Take data structures for example. "string", "array", and "object" are about as equally prominent in both JavaScript and Ruby (where the dictionary is called "hash"). In Python, however, "string" and "list" far outweigh "dictionary" and "object", which probably says something about what kind of data structures Python developers deal with the most in their lives. Meanwhile, C# and Java seem to be all about strings -- Are people just casting everything to string because they don't want to deal with strict types? -- and PHP is the only language where more people feel like they need to ask about arrays than they do about strings. Which is not surprising since PHP uses arrays for basically everything.




Are people just casting everything to string because they don't want to deal with strict types?

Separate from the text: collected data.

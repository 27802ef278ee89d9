use crate::error::{GeometryError, Result};
use crate::{BoundingBox, Geometry, GeometryType, Point, Transform};

#[cfg(feature = "serde")]
use serde::{Deserialize, Serialize};

/// Encoded image placed into an axis-aligned rectangle.
///
/// The crate does not interpret the image bytes. Geometric operations treat the raster as its bounding rectangle,
/// so a raster is never empty.
#[derive(Debug, Clone, PartialEq)]
#[cfg_attr(feature = "serde", derive(Serialize, Deserialize))]
pub struct Raster {
    data: Vec<u8>,
    bounding_box: BoundingBox,
}

impl Raster {
    /// Creates a new raster.
    pub fn new(data: Vec<u8>, bounding_box: BoundingBox) -> Self {
        Self { data, bounding_box }
    }

    /// Image bytes.
    pub fn data(&self) -> &[u8] {
        &self.data
    }

    /// Replaces the image bytes.
    pub fn set_data(&mut self, data: Vec<u8>) {
        self.data = data;
    }

    /// Rectangle covered by the image.
    pub fn extent(&self) -> BoundingBox {
        self.bounding_box
    }

    /// Moves or scales the image to the given rectangle.
    pub fn set_extent(&mut self, bounding_box: BoundingBox) {
        self.bounding_box = bounding_box;
    }

    /// Consumes the raster returning its bytes.
    pub fn into_data(self) -> Vec<u8> {
        self.data
    }
}

impl Geometry for Raster {
    fn geometry_type(&self) -> GeometryType {
        GeometryType::Raster
    }

    fn is_empty(&self) -> bool {
        false
    }

    fn bounding_box(&self) -> Option<BoundingBox> {
        Some(self.bounding_box)
    }

    fn distance(&self, point: &Point) -> Result<f64> {
        Ok(self.bounding_box.distance(&point.coord()?))
    }

    fn contains(&self, point: &Point) -> Result<bool> {
        Ok(self.bounding_box.contains(&point.coord()?))
    }
}

impl Transform for Raster {
    fn rotate(&self, _degrees: f64, _center: &Point) -> Result<Self> {
        Err(GeometryError::Unsupported("raster rotation"))
    }

    fn offset(&self, dx: f64, dy: f64) -> Result<Self> {
        Ok(Self {
            data: self.data.clone(),
            bounding_box: self.bounding_box.offset(dx, dy),
        })
    }
}
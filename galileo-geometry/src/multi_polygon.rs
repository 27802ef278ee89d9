use crate::collection::{all_empty, any_contains, join_bounding_boxes, min_distance, transform_all};
use crate::error::Result;
use crate::{BoundingBox, Geometry, GeometryType, Point, Polygon, Transform};

#[cfg(feature = "serde")]
use serde::{Deserialize, Serialize};

/// Set of polygons.
#[derive(Debug, Default, Clone, PartialEq)]
#[cfg_attr(feature = "serde", derive(Serialize, Deserialize))]
pub struct MultiPolygon {
    polygons: Vec<Polygon>,
}

impl MultiPolygon {
    /// Creates a new multipolygon.
    pub fn new(polygons: Vec<Polygon>) -> Self {
        Self { polygons }
    }

    /// Member polygons.
    pub fn polygons(&self) -> &[Polygon] {
        &self.polygons
    }

    /// Number of polygons.
    pub fn num_polygons(&self) -> usize {
        self.polygons.len()
    }

    /// Polygon with the given index.
    pub fn get(&self, index: usize) -> Option<&Polygon> {
        self.polygons.get(index)
    }

    /// Mutable reference to the polygon with the given index.
    pub fn get_mut(&mut self, index: usize) -> Option<&mut Polygon> {
        self.polygons.get_mut(index)
    }

    /// Iterates over the polygons.
    pub fn iter(&self) -> std::slice::Iter<'_, Polygon> {
        self.polygons.iter()
    }

    /// Appends a polygon.
    pub fn push(&mut self, polygon: Polygon) {
        self.polygons.push(polygon);
    }

    /// Removes and returns the polygon with the given index.
    pub fn remove(&mut self, index: usize) -> Option<Polygon> {
        (index < self.polygons.len()).then(|| self.polygons.remove(index))
    }

    /// Removes all polygons.
    pub fn clear(&mut self) {
        self.polygons.clear();
    }

    /// Sum of the member areas.
    pub fn area(&self) -> f64 {
        self.polygons.iter().map(Polygon::area).sum()
    }
}

impl From<Vec<Polygon>> for MultiPolygon {
    fn from(value: Vec<Polygon>) -> Self {
        Self::new(value)
    }
}

impl FromIterator<Polygon> for MultiPolygon {
    fn from_iter<T: IntoIterator<Item = Polygon>>(iter: T) -> Self {
        Self::new(iter.into_iter().collect())
    }
}

impl<'a> IntoIterator for &'a MultiPolygon {
    type Item = &'a Polygon;
    type IntoIter = std::slice::Iter<'a, Polygon>;

    fn into_iter(self) -> Self::IntoIter {
        self.polygons.iter()
    }
}

impl Geometry for MultiPolygon {
    fn geometry_type(&self) -> GeometryType {
        GeometryType::MultiPolygon
    }

    fn is_empty(&self) -> bool {
        all_empty(&self.polygons)
    }

    fn bounding_box(&self) -> Option<BoundingBox> {
        join_bounding_boxes(&self.polygons)
    }

    fn distance(&self, point: &Point) -> Result<f64> {
        min_distance(&self.polygons, point)
    }

    fn contains(&self, point: &Point) -> Result<bool> {
        any_contains(&self.polygons, point)
    }
}

impl Transform for MultiPolygon {
    fn rotate(&self, degrees: f64, center: &Point) -> Result<Self> {
        Ok(Self::new(transform_all(&self.polygons, |p| {
            p.rotate(degrees, center)
        })?))
    }

    fn offset(&self, dx: f64, dy: f64) -> Result<Self> {
        Ok(Self::new(transform_all(&self.polygons, |p| {
            p.offset(dx, dy)
        })?))
    }
}
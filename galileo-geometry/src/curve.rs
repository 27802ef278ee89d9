//! Curve is a sequence of vertices connected with straight segments.
//!
//! Both [`LineString`](crate::LineString) and [`LinearRing`](crate::LinearRing) are curves. Unlike contours that
//! describe closing implicitly, a curve follows OGC semantics: it is considered closed only when its first and last
//! vertices are exactly equal, and a closed curve stores the closing vertex explicitly.

use std::collections::HashSet;

use crate::error::{GeometryError, Result};
use crate::segment::Segment;
use crate::{Coord, LineString, Point};

/// Read-only operations shared by all curve types. Implementors only need to provide [`Curve::vertices`].
pub trait Curve {
    /// Vertices of the curve in order.
    fn vertices(&self) -> &[Coord];

    /// Number of vertices.
    fn num_vertices(&self) -> usize {
        self.vertices().len()
    }

    /// Returns the vertex with the given index as a point.
    fn vertex(&self, index: usize) -> Option<Point> {
        self.vertices().get(index).map(|&c| c.into())
    }

    /// First vertex of the curve. Fails with [`GeometryError::EmptyGeometry`] if the curve has no vertices.
    fn start_point(&self) -> Result<Point> {
        self.vertices()
            .first()
            .map(|&c| c.into())
            .ok_or(GeometryError::EmptyGeometry)
    }

    /// Last vertex of the curve. Fails with [`GeometryError::EmptyGeometry`] if the curve has no vertices.
    fn end_point(&self) -> Result<Point> {
        self.vertices()
            .last()
            .map(|&c| c.into())
            .ok_or(GeometryError::EmptyGeometry)
    }

    /// Sum of the segment lengths. Zero for curves with less than two vertices.
    fn length(&self) -> f64 {
        self.segments().map(|s| s.length()).sum()
    }

    /// Whether the first and the last vertices are exactly equal. A curve without vertices is not closed.
    fn is_closed(&self) -> bool {
        match (self.vertices().first(), self.vertices().last()) {
            (Some(first), Some(last)) => first == last,
            _ => false,
        }
    }

    /// Whether no vertex is repeated, except for the closing vertex of a closed curve.
    fn is_simple(&self) -> bool {
        let vertices = self.vertices();
        let check = if vertices.len() > 1 && self.is_closed() {
            &vertices[..vertices.len() - 1]
        } else {
            vertices
        };

        // `+ 0.0` maps -0.0 to 0.0 so that the bit patterns agree with `==`
        let mut seen = HashSet::with_capacity(check.len());
        check
            .iter()
            .all(|c| seen.insert(((c.x + 0.0).to_bits(), (c.y + 0.0).to_bits())))
    }

    /// Closed and simple.
    fn is_ring(&self) -> bool {
        self.is_closed() && self.is_simple()
    }

    /// Iterates over the segments between consecutive vertices.
    fn segments(&self) -> impl Iterator<Item = Segment<'_>> {
        self.vertices().windows(2).map(|w| Segment(&w[0], &w[1]))
    }

    /// Iterates over two-vertex line strings, one per pair of consecutive vertices. Every call starts over from the
    /// current vertices.
    fn line_segments(&self) -> impl Iterator<Item = LineString> {
        self.vertices()
            .windows(2)
            .map(|w| LineString::new(w.to_vec()))
    }

    /// Minimum distance from the coordinate to the curve. `None` if the curve has no vertices.
    fn distance_to_coord(&self, coord: &Coord) -> Option<f64> {
        match self.vertices() {
            [] => None,
            [single] => Some(single.distance(coord)),
            _ => self
                .segments()
                .map(|s| s.distance_to_point_sq(coord))
                .min_by(f64::total_cmp)
                .map(f64::sqrt),
        }
    }

    /// Point located at the given distance along the curve from its start. Distance is clamped to `[0, length]`.
    fn point_at(&self, distance: f64) -> Result<Point> {
        let vertices = self.vertices();
        let first = vertices.first().ok_or(GeometryError::EmptyGeometry)?;
        if distance <= 0.0 {
            return Ok((*first).into());
        }

        let mut remaining = distance;
        for segment in self.segments() {
            let length = segment.length();
            if remaining <= length && length > 0.0 {
                return Ok(segment.0.lerp(segment.1, remaining / length).into());
            }
            remaining -= length;
        }

        self.end_point()
    }

    /// Bounding box of the vertices.
    fn vertices_bounding_box(&self) -> Option<crate::BoundingBox> {
        crate::BoundingBox::from_coords(self.vertices().iter())
    }
}
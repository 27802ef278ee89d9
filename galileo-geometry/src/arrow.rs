//! Line with an arrowhead, see [`ArrowLineString`].

use crate::error::{GeometryError, Result};
use crate::{
    BoundingBox, Coord, Geometry, GeometryType, LineString, MultiLineString, Point, Transform,
};

#[cfg(feature = "serde")]
use serde::{Deserialize, Serialize};

/// Parameters of the arrowhead.
#[derive(Debug, Copy, Clone, PartialEq)]
#[cfg_attr(feature = "serde", derive(Serialize, Deserialize))]
pub struct ArrowOptions {
    angle: f64,
    arrow_length: f64,
    position: f64,
}

impl Default for ArrowOptions {
    fn default() -> Self {
        Self {
            angle: Self::DEFAULT_ANGLE,
            arrow_length: Self::DEFAULT_LENGTH,
            position: Self::DEFAULT_POSITION,
        }
    }
}

impl ArrowOptions {
    /// Default angle between the shaft and a side of the arrowhead, in degrees.
    pub const DEFAULT_ANGLE: f64 = 30.0;
    /// Default length of the arrowhead sides.
    pub const DEFAULT_LENGTH: f64 = 1.0;
    /// Default position of the arrowhead: at the end of the shaft.
    pub const DEFAULT_POSITION: f64 = 1.0;

    /// Sets the angle between the shaft and each side of the arrowhead, in degrees.
    pub fn with_angle(mut self, degrees: f64) -> Self {
        self.angle = degrees;
        self
    }

    /// Sets the length of the arrowhead sides.
    pub fn with_arrow_length(mut self, length: f64) -> Self {
        self.arrow_length = length;
        self
    }

    /// Sets the position of the arrowhead along the shaft: `0.0` is the start point, `1.0` is the end point.
    ///
    /// The value is validated when the arrow is constructed.
    pub fn with_position(mut self, position: f64) -> Self {
        self.position = position;
        self
    }

    /// Angle in degrees.
    pub fn angle(&self) -> f64 {
        self.angle
    }

    /// Length of the arrowhead sides.
    pub fn arrow_length(&self) -> f64 {
        self.arrow_length
    }

    /// Position of the arrowhead along the shaft.
    pub fn position(&self) -> f64 {
        self.position
    }

    fn validate(&self) -> Result<()> {
        if (0.0..=1.0).contains(&self.position) {
            Ok(())
        } else {
            Err(GeometryError::InvalidArgument(format!(
                "arrow position must be in [0, 1], got {}",
                self.position
            )))
        }
    }
}

/// Straight line from a start to an end point with an arrowhead placed somewhere along it.
///
/// The arrow consists of three line strings: the shaft from start to end, and two sides of the arrowhead, each going
/// from the arrowhead point to one of the extremities. The sides are derived from the shaft and [`ArrowOptions`] and are
/// recomputed every time the arrow changes.
#[derive(Debug, Clone, PartialEq)]
#[cfg_attr(feature = "serde", derive(Serialize, Deserialize))]
pub struct ArrowLineString {
    start: Coord,
    end: Coord,
    options: ArrowOptions,
    head: Coord,
    extremities: [Coord; 2],
    lines: MultiLineString,
}

impl ArrowLineString {
    /// Creates a new arrow. Fails if either point is empty or the arrowhead position is out of `[0, 1]`.
    pub fn new(start: &Point, end: &Point, options: ArrowOptions) -> Result<Self> {
        Self::from_coords(start.coord()?, end.coord()?, options)
    }

    /// Creates an arrow with default [`ArrowOptions`].
    pub fn with_default_options(start: &Point, end: &Point) -> Result<Self> {
        Self::new(start, end, ArrowOptions::default())
    }

    fn from_coords(start: Coord, end: Coord, options: ArrowOptions) -> Result<Self> {
        options.validate()?;

        let head = start.lerp(&end, options.position);
        let extremities = arrow_extremities(&start, &end, &head, &options);
        let lines = MultiLineString::new(vec![
            LineString::new(vec![start, end]),
            LineString::new(vec![head, extremities[0]]),
            LineString::new(vec![head, extremities[1]]),
        ]);

        Ok(Self {
            start,
            end,
            options,
            head,
            extremities,
            lines,
        })
    }

    /// Start point of the shaft.
    pub fn start_point(&self) -> Point {
        self.start.into()
    }

    /// End point of the shaft.
    pub fn end_point(&self) -> Point {
        self.end.into()
    }

    /// Angle between the shaft and the arrowhead sides, in degrees.
    pub fn angle(&self) -> f64 {
        self.options.angle
    }

    /// Length of the arrowhead sides.
    pub fn arrow_length(&self) -> f64 {
        self.options.arrow_length
    }

    /// Position of the arrowhead along the shaft, in `[0, 1]`.
    pub fn position(&self) -> f64 {
        self.options.position
    }

    /// Construction parameters.
    pub fn options(&self) -> ArrowOptions {
        self.options
    }

    /// Point of the arrowhead on the shaft.
    pub fn arrow_head(&self) -> Point {
        self.head.into()
    }

    /// Free ends of the two arrowhead sides.
    pub fn arrow_extremities(&self) -> [Point; 2] {
        self.extremities.map(Point::from)
    }

    /// The shaft.
    pub fn shaft(&self) -> Option<&LineString> {
        self.lines.get(0)
    }

    /// The shaft followed by the two arrowhead sides.
    pub fn lines(&self) -> &MultiLineString {
        &self.lines
    }

    /// Consumes the arrow returning its lines.
    pub fn into_multi_line_string(self) -> MultiLineString {
        self.lines
    }

    /// Moves the start point. Fails if the point is empty.
    pub fn set_start_point(&mut self, start: &Point) -> Result<()> {
        *self = Self::from_coords(start.coord()?, self.end, self.options)?;
        Ok(())
    }

    /// Moves the end point. Fails if the point is empty.
    pub fn set_end_point(&mut self, end: &Point) -> Result<()> {
        *self = Self::from_coords(self.start, end.coord()?, self.options)?;
        Ok(())
    }

    /// Replaces the arrowhead parameters. Fails if the position is out of `[0, 1]`; the arrow is unchanged then.
    pub fn set_options(&mut self, options: ArrowOptions) -> Result<()> {
        *self = Self::from_coords(self.start, self.end, options)?;
        Ok(())
    }

    /// Changes the arrowhead angle.
    pub fn set_angle(&mut self, degrees: f64) -> Result<()> {
        self.set_options(self.options.with_angle(degrees))
    }

    /// Changes the length of the arrowhead sides.
    pub fn set_arrow_length(&mut self, length: f64) -> Result<()> {
        self.set_options(self.options.with_arrow_length(length))
    }

    /// Moves the arrowhead along the shaft.
    pub fn set_position(&mut self, position: f64) -> Result<()> {
        self.set_options(self.options.with_position(position))
    }
}

fn arrow_extremities(
    start: &Coord,
    end: &Coord,
    head: &Coord,
    options: &ArrowOptions,
) -> [Coord; 2] {
    let dx = start.x - end.x;
    let dy = start.y - end.y;

    let slope = if dx == 0.0 { f64::INFINITY } else { dy / dx };

    // sides point back towards the start point
    let orientation = if dx != 0.0 {
        dx.signum()
    } else if dy != 0.0 {
        dy.signum()
    } else {
        log::warn!(
            "Arrow start and end points coincide at {start:?}, arrowhead direction is undefined"
        );
        1.0
    };

    let direction = slope.atan();
    let angle = options.angle.to_radians();
    let length = orientation * options.arrow_length;

    [direction - angle, direction + angle]
        .map(|a| Coord::new(head.x + length * a.cos(), head.y + length * a.sin()))
}

impl From<ArrowLineString> for MultiLineString {
    fn from(value: ArrowLineString) -> Self {
        value.into_multi_line_string()
    }
}

impl Geometry for ArrowLineString {
    fn geometry_type(&self) -> GeometryType {
        GeometryType::ArrowLineString
    }

    fn is_empty(&self) -> bool {
        false
    }

    fn bounding_box(&self) -> Option<BoundingBox> {
        BoundingBox::from_coords(
            [self.start, self.end, self.extremities[0], self.extremities[1]].iter(),
        )
    }

    fn distance(&self, point: &Point) -> Result<f64> {
        self.lines.distance(point)
    }

    fn contains(&self, point: &Point) -> Result<bool> {
        self.lines.contains(point)
    }
}

impl Transform for ArrowLineString {
    fn rotate(&self, degrees: f64, center: &Point) -> Result<Self> {
        let center = center.coord()?;
        Self::from_coords(
            self.start.rotate(degrees, &center),
            self.end.rotate(degrees, &center),
            self.options,
        )
    }

    fn offset(&self, dx: f64, dy: f64) -> Result<Self> {
        Self::from_coords(
            self.start.offset(dx, dy),
            self.end.offset(dx, dy),
            self.options,
        )
    }
}

#[cfg(test)]
mod tests {
    use super::*;
    use crate::Curve;
    use approx::assert_abs_diff_eq;
    use assert_matches::assert_matches;

    fn arrow() -> ArrowLineString {
        ArrowLineString::new(
            &Point::new(0.0, 0.0),
            &Point::new(10.0, 0.0),
            ArrowOptions::default()
                .with_angle(45.0)
                .with_arrow_length(2.0)
                .with_position(1.0),
        )
        .unwrap()
    }

    fn assert_coord(actual: Point, x: f64, y: f64) {
        assert_abs_diff_eq!(actual.x().unwrap(), x, epsilon = 1e-9);
        assert_abs_diff_eq!(actual.y().unwrap(), y, epsilon = 1e-9);
    }

    #[test]
    fn horizontal_arrow() {
        let arrow = arrow();
        assert_eq!(arrow.arrow_head(), Point::new(10.0, 0.0));
        assert_eq!(arrow.lines().num_lines(), 3);

        let half = 2.0_f64.sqrt();
        let [a, b] = arrow.arrow_extremities();
        assert_coord(a, 10.0 - half, half);
        assert_coord(b, 10.0 - half, -half);
    }

    #[test]
    fn lines_layout() {
        let arrow = arrow();
        let lines = arrow.lines();
        assert_eq!(
            lines.get(0).unwrap().vertices(),
            &[Coord::new(0.0, 0.0), Coord::new(10.0, 0.0)]
        );
        for side in &lines.lines()[1..] {
            assert_eq!(side.start_point().unwrap(), arrow.arrow_head());
            assert_abs_diff_eq!(side.length(), 2.0, epsilon = 1e-9);
        }
        assert_eq!(arrow.shaft(), lines.get(0));
    }

    #[test]
    fn leftwards_arrow() {
        let arrow = ArrowLineString::new(
            &Point::new(10.0, 0.0),
            &Point::new(0.0, 0.0),
            ArrowOptions::default().with_angle(45.0).with_arrow_length(2.0),
        )
        .unwrap();

        let half = 2.0_f64.sqrt();
        let [a, b] = arrow.arrow_extremities();
        assert_coord(a, half, -half);
        assert_coord(b, half, half);
    }

    #[test]
    fn vertical_arrow() {
        let up = ArrowLineString::new(
            &Point::new(0.0, 0.0),
            &Point::new(0.0, 10.0),
            ArrowOptions::default().with_angle(45.0),
        )
        .unwrap();
        let half = 0.5_f64.sqrt();
        let [a, b] = up.arrow_extremities();
        assert_coord(a, -half, 10.0 - half);
        assert_coord(b, half, 10.0 - half);

        let down = ArrowLineString::new(
            &Point::new(0.0, 10.0),
            &Point::new(0.0, 0.0),
            ArrowOptions::default().with_angle(0.0),
        )
        .unwrap();
        let [a, b] = down.arrow_extremities();
        assert_coord(a, 0.0, 1.0);
        assert_coord(b, 0.0, 1.0);
    }

    #[test]
    fn coincident_points() {
        let arrow =
            ArrowLineString::with_default_options(&Point::new(1.0, 1.0), &Point::new(1.0, 1.0))
            .unwrap();
        let [a, _] = arrow.arrow_extremities();
        assert!(a.x().unwrap().is_finite());
        assert!(a.y().unwrap().is_finite());
    }

    #[test]
    fn arrow_head_position() {
        let mut arrow = arrow();
        arrow.set_position(0.5).unwrap();
        assert_eq!(arrow.arrow_head(), Point::new(5.0, 0.0));
        arrow.set_position(0.0).unwrap();
        assert_eq!(arrow.arrow_head(), Point::new(0.0, 0.0));

        assert_matches!(
            arrow.set_position(1.5),
            Err(GeometryError::InvalidArgument(_))
        );
        assert_eq!(arrow.position(), 0.0);
        assert_matches!(
            ArrowLineString::new(
                &Point::new(0.0, 0.0),
                &Point::new(1.0, 0.0),
                ArrowOptions::default().with_position(-0.1)
            ),
            Err(GeometryError::InvalidArgument(_))
        );
    }

    #[test]
    fn empty_points_are_rejected() {
        assert_matches!(
            ArrowLineString::with_default_options(&Point::empty(), &Point::new(1.0, 0.0)),
            Err(GeometryError::EmptyGeometry)
        );
        let original = arrow();
        let mut changed = original.clone();
        assert!(changed.set_end_point(&Point::empty()).is_err());
        assert_eq!(changed, original);
    }

    #[test]
    fn setters_recompute_sides() {
        let mut arrow = arrow();
        arrow.set_end_point(&Point::new(20.0, 0.0)).unwrap();
        assert_eq!(arrow.arrow_head(), Point::new(20.0, 0.0));
        assert_eq!(arrow.lines().get(1).unwrap().start_point().unwrap(), Point::new(20.0, 0.0));

        arrow.set_arrow_length(4.0).unwrap();
        assert_abs_diff_eq!(arrow.lines().get(2).unwrap().length(), 4.0, epsilon = 1e-9);
        assert_eq!(arrow.arrow_length(), 4.0);
        arrow.set_angle(30.0).unwrap();
        assert_eq!(arrow.angle(), 30.0);
    }

    #[test]
    fn bounding_box_includes_extremities() {
        let bbox = arrow().bounding_box().unwrap();
        let half = 2.0_f64.sqrt();
        assert_eq!(bbox.min.x, 0.0);
        assert_eq!(bbox.max.x, 10.0);
        assert_abs_diff_eq!(bbox.min.y, -half, epsilon = 1e-9);
        assert_abs_diff_eq!(bbox.max.y, half, epsilon = 1e-9);
    }

    #[test]
    fn distance_and_contains() {
        let arrow = arrow();
        assert_abs_diff_eq!(arrow.distance(&Point::new(5.0, 3.0)).unwrap(), 3.0, epsilon = 1e-12);
        assert!(arrow.contains(&Point::new(5.0, 0.0)).unwrap());
        assert!(!arrow.contains(&Point::new(5.0, 1.0)).unwrap());
    }

    #[test]
    fn transform() {
        let arrow = arrow();
        let moved = arrow.offset(0.0, 5.0).unwrap();
        assert_eq!(moved.arrow_head(), Point::new(10.0, 5.0));

        let rotated = arrow.rotate(-90.0, &Point::new(0.0, 0.0)).unwrap();
        assert_coord(rotated.end_point(), 0.0, 10.0);
        let [a, b] = rotated.arrow_extremities();
        let half = 2.0_f64.sqrt();
        assert_coord(a, -half, 10.0 - half);
        assert_coord(b, half, 10.0 - half);
    }
}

No? How would that even work? It's not really a sensible way to draw conclusions about what people do with the language. For instance, you're much more likely to type 'Object' in Javascript than you are in Python.


>”string” and “list” far outweigh “dictionary” and “object”

“Dictionary” probably loses a ton of hits by the split with “dict”. And “object” is basically a dead word in python now.

Plus, string and lists are typically hit by newcomers before they are taught dictionaries and classes. A lot of SO questions come from homework.


> In Python, however, "string" and "list" far outweigh "dictionary" and "object", which probably says something about what kind of data structures Python developers deal with the most in their lives.

This statement is not true at all. There are plenty of developers that don't post questions to or answer questions on StackOverlow.


Not saying anything about the parent comment, but the method of studying a large population by using a sample size is pretty common and time tested.


Yes, but SO participation is self selecting (self-selection bias), and is not a random sample of the larger union of non-SO and SO population.


And the 'statistics' on the data was presented as a word cloud, which is not a time-tested way to understand statistical relationships.


> but the method of studying a large population by using a sample size is pretty common and time tested.

Yep, and so is abusing it and making the wrong conclusions. It's equally as likely that dictionaries require far fewer questions than strings either because their methods are more intuitive or the questions most people come up with have easily searchable existing answers.